WORK INSTRUCTION ▸ For the material below, return exactly the lines starting at the line containing "pub mod cfg;" and ending at the line containing "pub struct RawMessage", both ends included, and no others.
=== SOURCE MATERIAL ===
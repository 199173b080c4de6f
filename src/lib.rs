// src/lib.rs
//
// Library entry point for inbox-triage.
// Re-exports the triage engine for the CLI and integration tests.

pub mod aggregator;
pub mod cfg;
pub mod client_ops;
pub mod connection;
pub mod error;
pub mod fetcher;
pub mod folder;
pub mod message;
pub mod provider;
pub mod remediator;
pub mod triage;
pub mod unsubscribe;

pub use aggregator::{AnalysisResult, SenderAggregator, SenderSummary};
pub use client_ops::IMAPClientOps;
pub use connection::{Credentials, MailboxConnection};
pub use error::TriageError;
pub use provider::{Provider, ProviderTable};
pub use triage::ScanOptions;
// src/message.rs

use mailparse::{addrparse_header, parse_headers, MailAddr, MailHeaderMap};
use regex::Regex;
use std::sync::LazyLock;

// `addr@host (Name)`: a comment trailing the first address
static COMMENT_NAME_RE: LazyLock<Regex> = LazyLock::new(|| Regex::new(r"^[^,(<]*\(([^()]*)\)").unwrap());

/// A mailbox address with its (possibly empty) display name.
#[derive(Debug, Clone, PartialEq, Eq)]
pub struct EmailAddress {
    pub name: String,
    pub email: String,
}

/// Full RFC 822 bytes of one message, as returned by `UID FETCH ... RFC822`.
#[derive(Debug, Clone)]
pub struct RawMessage {
    pub uid: u32,
    pub bytes: Vec<u8>,
}

impl RawMessage {
    pub fn new(uid: u32, bytes: Vec<u8>) -> Self {
        Self { uid, bytes }
    }

    /// The sender from the `From` header, or `None` when it cannot be parsed
    /// into a non-empty address.
    pub fn sender(&self) -> Option<EmailAddress> {
        parse_sender(&self.bytes)
    }
}

/// Parse the first address of the `From` header. Encoded words in the display
/// name are decoded; group syntax is flattened. Without a display name, a
/// comment after the address is used as the name.
pub fn parse_sender(raw: &[u8]) -> Option<EmailAddress> {
    let (headers, _) = parse_headers(raw).ok()?;
    let from = headers.get_first_header("From")?;
    let addrs = addrparse_header(from).ok()?;

    let first = addrs.iter().find_map(|addr| match addr {
        MailAddr::Single(info) => Some(info.clone()),
        MailAddr::Group(group) => group.addrs.first().cloned(),
    })?;

    let email = first.addr.trim().to_string();
    if email.is_empty() {
        return None;
    }

    let name = match first.display_name.map(|n| n.trim().to_string()) {
        Some(name) if !name.is_empty() => name,
        _ => comment_name(&from.get_value()).unwrap_or_default(),
    };

    Some(EmailAddress { name, email })
}

fn comment_name(value: &str) -> Option<String> {
    COMMENT_NAME_RE
        .captures(value)
        .map(|caps| caps[1].trim().to_string())
        .filter(|name| !name.is_empty())
}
===
WRITTEN ANSWER ▸
pub mod cfg;
pub mod client_ops;
pub mod connection;
pub mod error;
pub mod fetcher;
pub mod folder;
pub mod message;
pub mod provider;
pub mod remediator;
pub mod triage;
pub mod unsubscribe;

pub use aggregator::{AnalysisResult, SenderAggregator, SenderSummary};
pub use client_ops::IMAPClientOps;
pub use connection::{Credentials, MailboxConnection};
pub use error::TriageError;
pub use provider::{Provider, ProviderTable};
pub use triage::ScanOptions;
// src/message.rs

use mailparse::{addrparse_header, parse_headers, MailAddr, MailHeaderMap};
use regex::Regex;
use std::sync::LazyLock;

// `addr@host (Name)`: a comment trailing the first address
static COMMENT_NAME_RE: LazyLock<Regex> = LazyLock::new(|| Regex::new(r"^[^,(<]*\(([^()]*)\)").unwrap());

/// A mailbox address with its (possibly empty) display name.
#[derive(Debug, Clone, PartialEq, Eq)]
pub struct EmailAddress {
    pub name: String,
    pub email: String,
}

/// Full RFC 822 bytes of one message, as returned by `UID FETCH ... RFC822`.
#[derive(Debug, Clone)]
pub struct RawMessage {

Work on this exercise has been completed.